Alexander Broadie is well known to those who have an interest in Scottish Philosophy. His 1990 book, The Tradition of Scottish Philosophy: A New Perspective on the Enlightenment (Barnes & Noble), attempted to show that there were two great periods in the history of Scottish culture, the "circle of John Mair" around 1500 and the so-called "Scottish Enlightenment" of the last half of the eighteenth century. Broadie argued that one could "trace a line of philosophical influence from Mair's circle to the philosophers of the Scottish enlightenment."

The present book has a much wider scope. It is an attempt to tell the entire story of Scottish philosophy from its beginnings to the 1960s.

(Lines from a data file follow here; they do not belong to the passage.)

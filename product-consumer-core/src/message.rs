use bytes::Bytes;
use product_consumer_kafka::source::KafkaMessage;
use serde::{Deserialize, Serialize};
use serde_json::Value;

use crate::{Error, Result};

/// Error text of the envelope published when a message runs out of attempts.
pub(crate) const EXCEEDED_MAX_RETRIES: &str = "Exceeded max retries";

/// A product message read from the source topic.
#[derive(Debug, Clone, PartialEq)]
pub(crate) struct Message {
    pub(crate) topic: String,
    pub(crate) partition: i32,
    /// Position of the message in its partition, the source of truth for resumption.
    pub(crate) offset: i64,
    /// The encoded product.
    pub(crate) value: Bytes,
}

impl Message {
    /// Decodes the payload into the product record. The record is not validated beyond
    /// being JSON.
    pub(crate) fn decode(&self) -> Result<Value> {
        serde_json::from_slice(&self.value).map_err(|e| {
            Error::Decode(format!(
                "parsing product at {}/{}@{}: {e}",
                self.topic, self.partition, self.offset
            ))
        })
    }

    /// The raw payload as text, for diagnostics.
    pub(crate) fn payload_lossy(&self) -> String {
        String::from_utf8_lossy(&self.value).into_owned()
    }
}

impl From<KafkaMessage> for Message {
    fn from(message: KafkaMessage) -> Self {
        Self {
            topic: message.topic,
            partition: message.partition,
            offset: message.offset,
            value: message.value,
        }
    }
}

/// Messages of a single partition, in offset order, processed together.
#[derive(Debug, Clone, PartialEq)]
pub(crate) struct Batch {
    pub(crate) partition: i32,
    pub(crate) messages: Vec<Message>,
}

/// Splits a read into one [Batch] per partition. Partitions keep the order in which they
/// first appear in the read, and messages keep their order within a partition.
pub(crate) fn into_batches(messages: Vec<Message>) -> Vec<Batch> {
    let mut batches: Vec<Batch> = Vec::new();
    for message in messages {
        match batches
            .iter_mut()
            .find(|batch| batch.partition == message.partition)
        {
            Some(batch) => batch.messages.push(message),
            None => batches.push(Batch {
                partition: message.partition,
                messages: vec![message],
            }),
        }
    }
    batches
}

/// Wire shape of everything published to the error topic.
#[derive(Debug, Clone, PartialEq, Serialize, Deserialize)]
pub(crate) struct ErrorEnvelope {
    pub(crate) error: String,
    pub(crate) message: String,
}

impl ErrorEnvelope {
    /// Envelope for a message that failed every attempt, carrying the JSON encoded record.
    pub(crate) fn exhausted(record: &Value) -> Self {
        Self {
            error: EXCEEDED_MAX_RETRIES.to_string(),
            message: record.to_string(),
        }
    }

    /// Envelope for a message that faulted, carrying the raw payload.
    pub(crate) fn fault(error: impl Into<String>, payload: String) -> Self {
        Self {
            error: error.into(),
            message: payload,
        }
    }

    pub(crate) fn to_bytes(&self) -> Result<Bytes> {
        serde_json::to_vec(self)
            .map(Bytes::from)
            .map_err(|e| Error::DeadLetter(format!("encoding error envelope: {e}")))
    }
}
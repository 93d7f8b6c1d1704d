use std::time::Duration;

use bytes::Bytes;
use rdkafka::{
    ClientConfig,
    config::RDKafkaLogLevel,
    producer::{FutureProducer, FutureRecord, Producer},
};

use crate::{Error, Result};

const SEND_QUEUE_TIMEOUT: Duration = Duration::from_secs(1);

#[derive(Debug, Clone, PartialEq)]
pub struct KafkaSinkConfig {
    pub brokers: Vec<String>,
    /// The error topic envelopes are published to.
    pub topic: String,
    /// Client id reported to the brokers.
    pub client_id: String,
}

/// Idempotent producer for the error topic. Cloning is cheap, all clones share the
/// same librdkafka handle.
#[derive(Clone)]
pub struct KafkaSink {
    topic: String,
    producer: FutureProducer,
}

pub fn new_sink(config: KafkaSinkConfig) -> Result<KafkaSink> {
    let mut client_config = ClientConfig::new();
    client_config
        .set("bootstrap.servers", config.brokers.join(","))
        .set("client.id", &config.client_id)
        // wait for all in-sync replicas, and let the broker drop duplicate retries
        .set("acks", "all")
        .set("enable.idempotence", "true")
        .set("message.timeout.ms", "5000")
        .set_log_level(RDKafkaLogLevel::Warning);

    let producer: FutureProducer = client_config.create().map_err(|e| Error::Connection {
        server: config.brokers.join(","),
        error: format!("Failed to create producer: {e}"),
    })?;

    Ok(KafkaSink {
        producer,
        topic: config.topic,
    })
}

impl KafkaSink {
    pub fn topic(&self) -> &str {
        &self.topic
    }

    /// Publishes a single payload and waits for the delivery report.
    pub async fn send(&self, payload: Bytes) -> Result<()> {
        let record: FutureRecord<'_, (), _> = FutureRecord::to(&self.topic).payload(payload.as_ref());
        match self.producer.send(record, SEND_QUEUE_TIMEOUT).await {
            Ok(_) => Ok(()),
            Err((e, _)) => {
                tracing::error!(?e, topic = %self.topic, "Sending payload to Kafka topic");
                Err(Error::Kafka(format!("Sending payload to kafka: {e:?}")))
            }
        }
    }

    /// Waits for in-flight deliveries, used on shutdown.
    pub fn flush(&self, timeout: Duration) -> Result<()> {
        self.producer
            .flush(timeout)
            .map_err(|e| Error::Kafka(format!("Flushing producer: {e}")))
    }
}
//! Tracks which offsets of each partition have been delivered, resolved and committed.
//!
//! Messages of a batch finish in any order, so a later offset is often resolved before an
//! earlier one. The commit point of a partition is therefore the highest resolved offset
//! that has no delivered-but-unresolved offset below it:
//!
//! ```text
//! delivered:  10  11  12  13  14
//! resolved:   10  11      13  14
//!                  ^
//!            commit point (12 still pending)
//! ```
//!
//! Resolved offsets are kept as merged inclusive ranges, so a partition whose commit point
//! is held back by one unresolved offset holds a handful of ranges, not every offset it
//! consumed since.

use std::collections::{BTreeMap, BTreeSet, HashMap};

use parking_lot::Mutex;

#[derive(Debug, Default)]
struct PartitionOffsets {
    /// Delivered and not yet resolved.
    pending: BTreeSet<i64>,
    /// Resolved and not yet committed, as `start -> end` (inclusive), never adjacent.
    resolved: BTreeMap<i64, i64>,
    committed: Option<i64>,
}

impl PartitionOffsets {
    fn is_committed(&self, offset: i64) -> bool {
        self.committed.is_some_and(|committed| offset <= committed)
    }

    fn is_resolved(&self, offset: i64) -> bool {
        self.resolved
            .range(..=offset)
            .next_back()
            .is_some_and(|(_, end)| offset <= *end)
    }

    /// Adds `offset` to the resolved ranges, merging with its neighbours.
    fn insert_resolved(&mut self, offset: i64) {
        let mut start = offset;
        let mut end = offset;
        let adjacent = self
            .resolved
            .range(..offset)
            .next_back()
            .filter(|(_, prev_end)| **prev_end + 1 == offset);
        if let Some((&prev_start, _)) = adjacent {
            start = prev_start;
        }
        if let Some(next_end) = self.resolved.remove(&(offset + 1)) {
            end = next_end;
        }
        self.resolved.insert(start, end);
    }

    fn lowest_unresolved(&self) -> Option<i64> {
        self.pending.first().copied()
    }
}

/// Offset bookkeeping shared by the messages of a batch. The lock is never held across an
/// await point.
#[derive(Debug, Default)]
pub(crate) struct OffsetTracker {
    partitions: Mutex<HashMap<i32, PartitionOffsets>>,
}

impl OffsetTracker {
    pub(crate) fn new() -> Self {
        Self::default()
    }

    /// Records a delivered offset. Returns false when the offset was already resolved or
    /// committed, i.e. the message is a re-delivery that needs no processing.
    pub(crate) fn track(&self, partition: i32, offset: i64) -> bool {
        let mut partitions = self.partitions.lock();
        let state = partitions.entry(partition).or_default();
        if state.is_committed(offset) || state.is_resolved(offset) {
            return false;
        }
        state.pending.insert(offset);
        true
    }

    /// Marks the offset as having reached a terminal outcome. Returns false if it was
    /// resolved or committed before.
    pub(crate) fn resolve(&self, partition: i32, offset: i64) -> bool {
        let mut partitions = self.partitions.lock();
        let state = partitions.entry(partition).or_default();
        state.pending.remove(&offset);
        if state.is_committed(offset) || state.is_resolved(offset) {
            return false;
        }
        state.insert_resolved(offset);
        true
    }

    #[cfg(test)]
    pub(crate) fn is_resolved(&self, partition: i32, offset: i64) -> bool {
        let partitions = self.partitions.lock();
        partitions
            .get(&partition)
            .is_some_and(|state| state.is_committed(offset) || state.is_resolved(offset))
    }

    /// The highest offset that can be committed for the partition, if it moves the committed
    /// position forward.
    pub(crate) fn uncommitted(&self, partition: i32) -> Option<i64> {
        let partitions = self.partitions.lock();
        let state = partitions.get(&partition)?;
        // the floor itself is never inside a resolved range
        let below = match state.lowest_unresolved() {
            Some(floor) => state.resolved.range(..floor).next_back(),
            None => state.resolved.last_key_value(),
        };
        below.map(|(_, end)| *end)
    }

    /// Records a successful commit and forgets everything at or below it.
    pub(crate) fn mark_committed(&self, partition: i32, offset: i64) {
        let mut partitions = self.partitions.lock();
        let state = partitions.entry(partition).or_default();
        if state.is_committed(offset) {
            return;
        }
        state.committed = Some(offset);
        state.pending = state.pending.split_off(&(offset + 1));

        let straddling = state
            .resolved
            .range(..=offset)
            .next_back()
            .map(|(_, end)| *end)
            .filter(|end| *end > offset);
        state.resolved = state.resolved.split_off(&(offset + 1));
        if let Some(end) = straddling {
            state.resolved.insert(offset + 1, end);
        }
    }

    #[cfg(test)]
    pub(crate) fn committed(&self, partition: i32) -> Option<i64> {
        let partitions = self.partitions.lock();
        partitions.get(&partition).and_then(|state| state.committed)
    }

    /// The unresolved offset holding the commit point back, if any.
    pub(crate) fn stalled_at(&self, partition: i32) -> Option<i64> {
        let partitions = self.partitions.lock();
        partitions
            .get(&partition)
            .and_then(PartitionOffsets::lowest_unresolved)
    }

    /// Number of pending offsets and resolved ranges held for the partition.
    #[cfg(test)]
    fn footprint(&self, partition: i32) -> (usize, usize) {
        let partitions = self.partitions.lock();
        partitions
            .get(&partition)
            .map_or((0, 0), |state| (state.pending.len(), state.resolved.len()))
    }
}
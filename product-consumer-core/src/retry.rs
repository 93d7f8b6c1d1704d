use std::time::Duration;

use rand::Rng;

use crate::config::RetryConfig;

/// Delay between two attempts against the downstream API.
///
/// The delay before retry `n` (1-based) is `initial_interval * factor^(n - 1)`, randomized by
/// `jitter` and capped at `max_interval`. A zero `initial_interval` yields zero delays.
pub(crate) struct Backoff {
    initial_interval: Duration,
    max_interval: Duration,
    factor: f64,
    jitter: f64,
    attempt: u16,
}

impl Backoff {
    pub(crate) fn new(config: &RetryConfig) -> Self {
        Self {
            initial_interval: config.initial_interval,
            max_interval: config.max_interval,
            factor: config.factor,
            jitter: config.jitter,
            attempt: 0,
        }
    }

    fn delay(&self, attempt: u16) -> Duration {
        if self.initial_interval.is_zero() {
            return Duration::ZERO;
        }

        // attempt is at least 1 here, powi(-1) would shrink the delay
        let exponent = i32::from(attempt.max(1) - 1);
        let base_ms = self.initial_interval.as_millis() as f64 * self.factor.powi(exponent);

        let delay_ms = if self.jitter == 0.0 {
            base_ms
        } else {
            base_ms * rand::rng().random_range(1.0 - self.jitter..=1.0 + self.jitter)
        };

        Duration::from_millis(delay_ms as u64).min(self.max_interval)
    }
}

impl Iterator for Backoff {
    type Item = Duration;

    // never ends, the attempt loop owns the retry bound
    fn next(&mut self) -> Option<Self::Item> {
        self.attempt = self.attempt.saturating_add(1);
        Some(self.delay(self.attempt))
    }
}
/// Expose helpers so that the core crate doesn't have to depend on rdkafka for its tests.
#[cfg(feature = "kafka-tests-utils")]
pub mod test_utils {
    use super::*;
    use rdkafka::producer::{FutureProducer, FutureRecord};

    pub async fn setup_test_topic() -> (FutureProducer, String) {
        let producer: FutureProducer = ClientConfig::new()
            .set("bootstrap.servers", "localhost:9092")
            .create()
            .expect("Failed to create producer");

        let topic_name = format!(
            "product_source_test_topic_{}",
            uuid::Uuid::new_v4().to_string().replace("-", "")
        );

        let admin_client = ClientConfig::new()
            .set("bootstrap.servers", "localhost:9092")
            .create::<rdkafka::admin::AdminClient<_>>()
            .expect("Failed to create admin client");

        let topic_config = rdkafka::admin::NewTopic::new(
            topic_name.as_str(),
            1,
            rdkafka::admin::TopicReplication::Fixed(1),
        );
        let _ = admin_client
            .create_topics(&[topic_config], &rdkafka::admin::AdminOptions::new())
            .await
            .expect("Failed to create topic");

        (producer, topic_name)
    }

    pub async fn produce_test_messages(producer: &FutureProducer, topic: &str, count: usize) {
        for i in 0..count {
            let payload = format!(r#"{{"name":"product {i}"}}"#);
            let key = format!("key {i}");
            let record = FutureRecord::to(topic).payload(&payload).key(&key);
            producer
                .send(record, Duration::from_secs(5))
                .await
                .expect("Failed to send message");
        }
    }
}
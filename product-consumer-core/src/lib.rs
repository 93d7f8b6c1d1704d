//! Consumes product messages from Kafka and creates each product through the Strapi content
//! API. A product the API keeps rejecting is published to the error topic and skipped, so
//! one bad record never stalls its partition.
//!
//! The pieces, from the outside in:
//! - [consumer] reads batches and drives them one at a time
//! - [processor] fans a batch out, retries each message and commits the safe offset
//! - [dead_letter] publishes exhausted or faulted messages to the error topic
//! - [tracker] keeps the per-partition commit point

use std::time::Duration;

use tokio_util::sync::CancellationToken;
use tracing::{error, info};

pub use self::config::Settings;
pub use self::error::{Error, Result};

use crate::consumer::ConsumptionLoop;
use crate::sink::http::HttpSinkClient;

pub mod config;
mod error;

mod consumer;
mod dead_letter;
mod message;
mod processor;
mod retry;
mod sink;
mod source;
mod tracker;

#[cfg(test)]
mod test_utils;

const PRODUCER_FLUSH_TIMEOUT: Duration = Duration::from_secs(5);

/// Connects to Kafka and the content API and consumes until `cln_token` is cancelled.
/// Returns an error if startup fails or reading from the source topic fails.
pub async fn run(settings: &Settings, cln_token: CancellationToken) -> Result<()> {
    let (source, publisher) = tokio::try_join!(
        source::kafka::connect(&settings.kafka),
        async { dead_letter::kafka::connect(&settings.kafka) },
    )?;
    info!(topic = %settings.kafka.topic, "Subscribed to source topic");

    let sink = HttpSinkClient::new(&settings.strapi)?;
    let producer = publisher.clone();

    let consumer = ConsumptionLoop::new(
        source,
        publisher,
        sink,
        settings.retry.clone(),
        settings.fault_policy,
    );
    let result = consumer.run(cln_token).await;

    // deliver envelopes still queued in the producer
    if let Some(producer) = producer {
        match tokio::task::spawn_blocking(move || producer.flush(PRODUCER_FLUSH_TIMEOUT)).await {
            Ok(Ok(())) => {}
            Ok(Err(e)) => error!(?e, "Flushing error topic producer"),
            Err(e) => error!(?e, "Flushing error topic producer panicked"),
        }
    }
    result
}
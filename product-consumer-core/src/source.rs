use crate::Result;
use crate::message::Message;

/// Consumer side of the source topic, backed by [product_consumer_kafka::source::KafkaSource].
pub(crate) mod kafka;

/// Inbound connection. Offsets passed to `commit` are the last consumed offset; the
/// implementation translates to the broker's next-position convention.
#[trait_variant::make(BatchSource: Send)]
#[allow(dead_code)]
pub(crate) trait LocalBatchSource {
    /// Reads the next chunk of messages, possibly spanning several partitions. An empty read
    /// means nothing arrived within the read timeout.
    async fn read(&self) -> Result<Vec<Message>>;

    async fn commit(&self, partition: i32, offset: i64) -> Result<()>;

    /// Moves the read cursor of the partition so that `offset` is the next message read.
    /// The Kafka implementation only moves forward: a target at or behind the position of
    /// messages already handed out is a no-op, so no real reposition happens after a
    /// dead-lettered message of the current batch.
    async fn seek(&self, partition: i32, offset: i64) -> Result<()>;

    /// Liveness signal to the group coordinator after a batch.
    async fn heartbeat(&self, partition: i32) -> Result<()>;
}
use thiserror::Error;

pub type Result<T> = std::result::Result<T, Error>;

#[derive(Error, Debug, Clone, PartialEq)]
pub enum Error {
    #[error("Config Error - {0}")]
    Config(String),

    #[error("Connection Error - {0}")]
    Connection(String),

    #[error("Source Error - {0}")]
    Source(String),

    #[error("Sink Error - {0}")]
    Sink(String),

    #[error("Decode Error - {0}")]
    Decode(String),

    #[error("DeadLetter Error - {0}")]
    DeadLetter(String),
}

impl From<product_consumer_kafka::Error> for Error {
    fn from(err: product_consumer_kafka::Error) -> Self {
        match err {
            product_consumer_kafka::Error::Connection { .. } => Error::Connection(err.to_string()),
            other => Error::Source(other.to_string()),
        }
    }
}
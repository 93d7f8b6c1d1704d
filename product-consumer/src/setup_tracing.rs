use std::backtrace::{Backtrace, BacktraceStatus};
use std::panic::PanicHookInfo;

use tracing::Level;
use tracing_subscriber::layer::SubscriberExt;
use tracing_subscriber::util::SubscriberInitExt;
use tracing_subscriber::{Layer, filter::EnvFilter, fmt};

const ENV_DEBUG: &str = "PRODUCT_CONSUMER_DEBUG";

/// Sends panics through `tracing`, on a single line, so they end up in the same JSON stream as
/// every other log line.
fn report_panic(panic_info: &PanicHookInfo<'_>) {
    // noop unless RUST_BACKTRACE or RUST_LIB_BACKTRACE is set
    let backtrace = Backtrace::capture();
    let backtrace_captured = backtrace.status() == BacktraceStatus::Captured;
    let payload = match panic_info.payload().downcast_ref::<&str>() {
        Some(s) => Some(*s),
        None => panic_info
            .payload()
            .downcast_ref::<String>()
            .map(String::as_str),
    };

    match (panic_info.location(), payload, backtrace_captured) {
        (Some(location), Some(payload), false) => {
            tracing::error!(
                "{}:{}:{}: {}",
                location.file(),
                location.line(),
                location.column(),
                payload,
            );
        }
        _ => tracing::error!("{}\n{}", panic_info, backtrace),
    }
}

fn debug_mode(value: Option<String>) -> bool {
    value.is_some_and(|v| v.eq_ignore_ascii_case("true"))
}

/// Installs the global subscriber. `RUST_LOG` overrides the default level, which is `info`, or
/// `debug` with text output when `PRODUCT_CONSUMER_DEBUG=true`.
pub(crate) fn register() {
    let debug_mode = debug_mode(std::env::var(ENV_DEBUG).ok());
    let default_log_level = if debug_mode {
        // librdkafka and hyper are noisy at debug
        "debug,rdkafka=info,hyper_util=info"
    } else {
        "info"
    };

    // RUST_LOG takes precedence over the defaults
    let filter = EnvFilter::try_from_default_env()
        .or_else(|_| EnvFilter::try_new(default_log_level))
        .unwrap_or_else(|_| EnvFilter::new(Level::INFO.as_str()));

    let layer = if debug_mode {
        fmt::layer().boxed()
    } else {
        fmt::layer()
            .with_ansi(false)
            .json()
            .flatten_event(true)
            .boxed()
    };

    tracing_subscriber::registry()
        .with(filter)
        .with(layer)
        .init();

    std::panic::set_hook(Box::new(report_panic));
}
use product_consumer_kafka::source::{KafkaSource, KafkaSourceConfig};

use crate::Result;
use crate::config::KafkaConfig;
use crate::message::Message;
use crate::source::BatchSource;

impl From<&KafkaConfig> for KafkaSourceConfig {
    fn from(config: &KafkaConfig) -> Self {
        KafkaSourceConfig {
            brokers: config.brokers.clone(),
            topic: config.topic.clone(),
            consumer_group: config.consumer_group.clone(),
            client_id: config.client_id.clone(),
            from_beginning: config.from_beginning,
        }
    }
}

/// Connects the consumer and subscribes to the source topic.
pub(crate) async fn connect(config: &KafkaConfig) -> Result<KafkaSource> {
    let source =
        KafkaSource::connect(config.into(), config.batch_size, config.read_timeout).await?;
    Ok(source)
}

impl BatchSource for KafkaSource {
    async fn read(&self) -> Result<Vec<Message>> {
        let messages = self.read_messages().await?;
        Ok(messages.into_iter().map(Message::from).collect())
    }

    async fn commit(&self, partition: i32, offset: i64) -> Result<()> {
        Ok(KafkaSource::commit(self, partition, offset).await?)
    }

    async fn seek(&self, partition: i32, offset: i64) -> Result<()> {
        Ok(KafkaSource::seek(self, partition, offset).await?)
    }

    async fn heartbeat(&self, partition: i32) -> Result<()> {
        Ok(KafkaSource::heartbeat(self, partition).await?)
    }
}

#[cfg(test)]
mod tests {
    use super::*;

    #[test]
    fn test_source_config_from_settings() {
        let settings = crate::config::Settings::default();
        let source_config = KafkaSourceConfig::from(&settings.kafka);
        assert_eq!(source_config.brokers.len(), 3);
        assert_eq!(source_config.topic, "product");
        assert_eq!(source_config.consumer_group, "product-creator");
        assert_eq!(source_config.client_id, "product-consumer");
        assert!(!source_config.from_beginning);
    }

    #[cfg(feature = "kafka-tests")]
    #[tokio::test]
    async fn test_connect_fails_without_broker() {
        let mut settings = crate::config::Settings::default();
        settings.kafka.brokers = vec!["localhost:1".to_string()];
        let result = connect(&settings.kafka).await;
        assert!(matches!(result, Err(crate::Error::Connection(_))));
    }
}
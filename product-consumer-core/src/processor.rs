//! Drives one [Batch] to completion: every message runs its own retry loop against the
//! [RecordSink], all of them polled together on the current task, followed by a single
//! commit and a heartbeat for the partition.

use futures::StreamExt;
use futures::stream::FuturesUnordered;
use serde_json::Value;
use tokio_util::sync::CancellationToken;
use tracing::{debug, error, info, warn};

use crate::Result;
use crate::config::{FaultPolicy, RetryConfig};
use crate::dead_letter::{DeadLetterForwarder, ErrorPublisher, ForwardOutcome};
use crate::message::{Batch, Message};
use crate::retry::Backoff;
use crate::sink::{RecordSink, SinkResponse};
use crate::source::BatchSource;
use crate::tracker::OffsetTracker;

/// Terminal state of a single message.
#[derive(Debug, Clone, PartialEq)]
pub(crate) enum MessageOutcome {
    Succeeded,
    /// Every attempt was rejected; carries what became of the dead-letter hand off.
    Exhausted(ForwardOutcome),
    /// Decoding or the sink failed unexpectedly, no further attempts were made.
    Faulted,
    /// A re-delivery of an offset that was already resolved.
    Duplicate,
}

#[derive(Debug, Clone, Default, PartialEq)]
pub(crate) struct BatchReport {
    pub(crate) partition: i32,
    pub(crate) succeeded: usize,
    pub(crate) exhausted: usize,
    pub(crate) faulted: usize,
    pub(crate) skipped: usize,
    /// Exhausted messages whose dead-letter hand off failed.
    pub(crate) dead_letter_failed: usize,
    /// Offset committed after the batch, `None` if nothing was committed.
    pub(crate) committed: Option<i64>,
    pub(crate) heartbeat_ok: bool,
}

impl BatchReport {
    fn record(&mut self, outcome: &MessageOutcome) {
        match outcome {
            MessageOutcome::Succeeded => self.succeeded += 1,
            MessageOutcome::Exhausted(forwarded) => {
                self.exhausted += 1;
                if matches!(forwarded, ForwardOutcome::Failed(_)) {
                    self.dead_letter_failed += 1;
                }
            }
            MessageOutcome::Faulted => self.faulted += 1,
            MessageOutcome::Duplicate => self.skipped += 1,
        }
    }
}

pub(crate) struct BatchProcessor<'a, S, P, C> {
    source: &'a S,
    sink: &'a C,
    forwarder: DeadLetterForwarder<'a, S, P>,
    retry: &'a RetryConfig,
    fault_policy: FaultPolicy,
}

impl<'a, S, P, C> BatchProcessor<'a, S, P, C>
where
    S: BatchSource + Sync,
    P: ErrorPublisher + Sync,
    C: RecordSink + Sync,
{
    pub(crate) fn new(
        source: &'a S,
        publisher: Option<&'a P>,
        sink: &'a C,
        retry: &'a RetryConfig,
        fault_policy: FaultPolicy,
    ) -> Self {
        Self {
            source,
            sink,
            forwarder: DeadLetterForwarder::new(source, publisher),
            retry,
            fault_policy,
        }
    }

    /// Processes the batch and commits its safe offset unless `cln_token` was cancelled.
    /// Never fails: per-message failures end in an outcome, commit and heartbeat failures
    /// are logged.
    pub(crate) async fn process(
        &self,
        batch: Batch,
        offsets: &OffsetTracker,
        cln_token: &CancellationToken,
    ) -> BatchReport {
        let mut report = BatchReport {
            partition: batch.partition,
            ..Default::default()
        };

        let mut in_flight = FuturesUnordered::new();
        for message in &batch.messages {
            if !offsets.track(message.partition, message.offset) {
                debug!(
                    partition = message.partition,
                    offset = message.offset,
                    "Skipping re-delivered message"
                );
                report.record(&MessageOutcome::Duplicate);
                continue;
            }
            in_flight.push(self.process_message(message, offsets));
        }

        while let Some(outcome) = in_flight.next().await {
            report.record(&outcome);
        }

        if cln_token.is_cancelled() {
            info!(
                partition = batch.partition,
                "Shutting down, skipping commit for the last batch"
            );
        } else if let Some(offset) = offsets.uncommitted(batch.partition) {
            match self.source.commit(batch.partition, offset).await {
                Ok(()) => {
                    offsets.mark_committed(batch.partition, offset);
                    report.committed = Some(offset);
                }
                Err(e) => error!(?e, partition = batch.partition, offset, "Committing offset"),
            }
        }

        if let Some(stalled) = offsets.stalled_at(batch.partition) {
            warn!(
                partition = batch.partition,
                offset = stalled,
                "Commit point is held back by an unresolved message"
            );
        }

        match self.source.heartbeat(batch.partition).await {
            Ok(()) => report.heartbeat_ok = true,
            Err(e) => error!(?e, partition = batch.partition, "Sending heartbeat"),
        }

        info!(
            partition = report.partition,
            succeeded = report.succeeded,
            exhausted = report.exhausted,
            faulted = report.faulted,
            skipped = report.skipped,
            dead_letter_failed = report.dead_letter_failed,
            committed = ?report.committed,
            "Processed batch"
        );
        report
    }

    async fn process_message(&self, message: &Message, offsets: &OffsetTracker) -> MessageOutcome {
        let record = match message.decode() {
            Ok(record) => record,
            Err(e) => return self.fault(e, message, offsets).await,
        };

        info!(
            partition = message.partition,
            offset = message.offset,
            "Creating product"
        );
        match self.deliver(message, &record).await {
            Ok(true) => {
                info!(
                    partition = message.partition,
                    offset = message.offset,
                    "Created product"
                );
                offsets.resolve(message.partition, message.offset);
                MessageOutcome::Succeeded
            }
            Ok(false) => {
                let outcome = self
                    .forwarder
                    .handle_exhausted(offsets, message, &record)
                    .await;
                MessageOutcome::Exhausted(outcome)
            }
            Err(e) => self.fault(e, message, offsets).await,
        }
    }

    /// Calls the sink until it creates the record or the attempts run out. Returns whether
    /// the record was created.
    async fn deliver(&self, message: &Message, record: &Value) -> Result<bool> {
        let mut backoff = Backoff::new(self.retry);
        let mut retries: u16 = 0;
        loop {
            match self.sink.create_record(record).await? {
                SinkResponse::Created(_) => return Ok(true),
                SinkResponse::Rejected {
                    status,
                    status_text,
                    ..
                } => {
                    retries += 1;
                    warn!(
                        partition = message.partition,
                        offset = message.offset,
                        ?status,
                        %status_text,
                        retries,
                        "Content API rejected product"
                    );
                    if retries >= self.retry.max_attempts {
                        return Ok(false);
                    }
                    let delay = backoff.next().unwrap_or_default();
                    if !delay.is_zero() {
                        tokio::time::sleep(delay).await;
                    }
                }
            }
        }
    }

    async fn fault(
        &self,
        e: crate::Error,
        message: &Message,
        offsets: &OffsetTracker,
    ) -> MessageOutcome {
        error!(
            ?e,
            partition = message.partition,
            offset = message.offset,
            policy = %self.fault_policy,
            "Processing message failed"
        );
        self.forwarder.send_error(&e, message).await;
        if self.fault_policy == FaultPolicy::Skip {
            offsets.resolve(message.partition, message.offset);
        }
        MessageOutcome::Faulted
    }
}
//! Kafka plumbing for the product consumer.
//!
//! [source] runs an rdkafka [StreamConsumer] inside an actor task and exposes batch reads,
//! offset commits, seeks and heartbeats through a cloneable handle. [sink] wraps an idempotent
//! [FutureProducer] used to publish error envelopes.
//!
//! [StreamConsumer]: rdkafka::consumer::StreamConsumer
//! [FutureProducer]: rdkafka::producer::FutureProducer

pub mod sink;
pub mod source;

pub type Result<T> = core::result::Result<T, Error>;

#[derive(thiserror::Error, Debug, Clone)]
pub enum Error {
    #[error("Connecting to Kafka {server} - {error}")]
    Connection { server: String, error: String },

    #[error("Kafka - {0}")]
    Kafka(String),

    #[error("{0}")]
    Other(String),
}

The book has twelve chapters, including a short Introduction (1–6) and an even shorter Conclusion (365–69). The first philosopher discussed is John Duns Scotus. The next five chapters are called "The Fifteenth Century," "The Circle of John Mair," "Humanism and After," and "Scotland Moves into the Age of Enlightenment," which deals with Gershom Carmichael, George Turnbull, and Francis Hutcheson. Chapters 6, 7, 8, and 9, which constitute the bulk of the book, deal with David Hume, Adam Smith, and The Scottish Philosophy of Common Sense. The nineteenth and twentieth centuries are treated relatively briefly under the titles "The Nineteenth Century: Ferrier to Seth" and "Realism and Idealism: Some Twentieth-century Narratives." The book has a fairly extensive bibliography and a very useful index.

The summaries of the different philosophical positions are lucid, balanced, and fair. They provide very useful introductions to the thought of the philosophers discussed in the book. Someone interested in the background of Hume and Reid and looking for a first orientation could do a lot worse than consulting this book.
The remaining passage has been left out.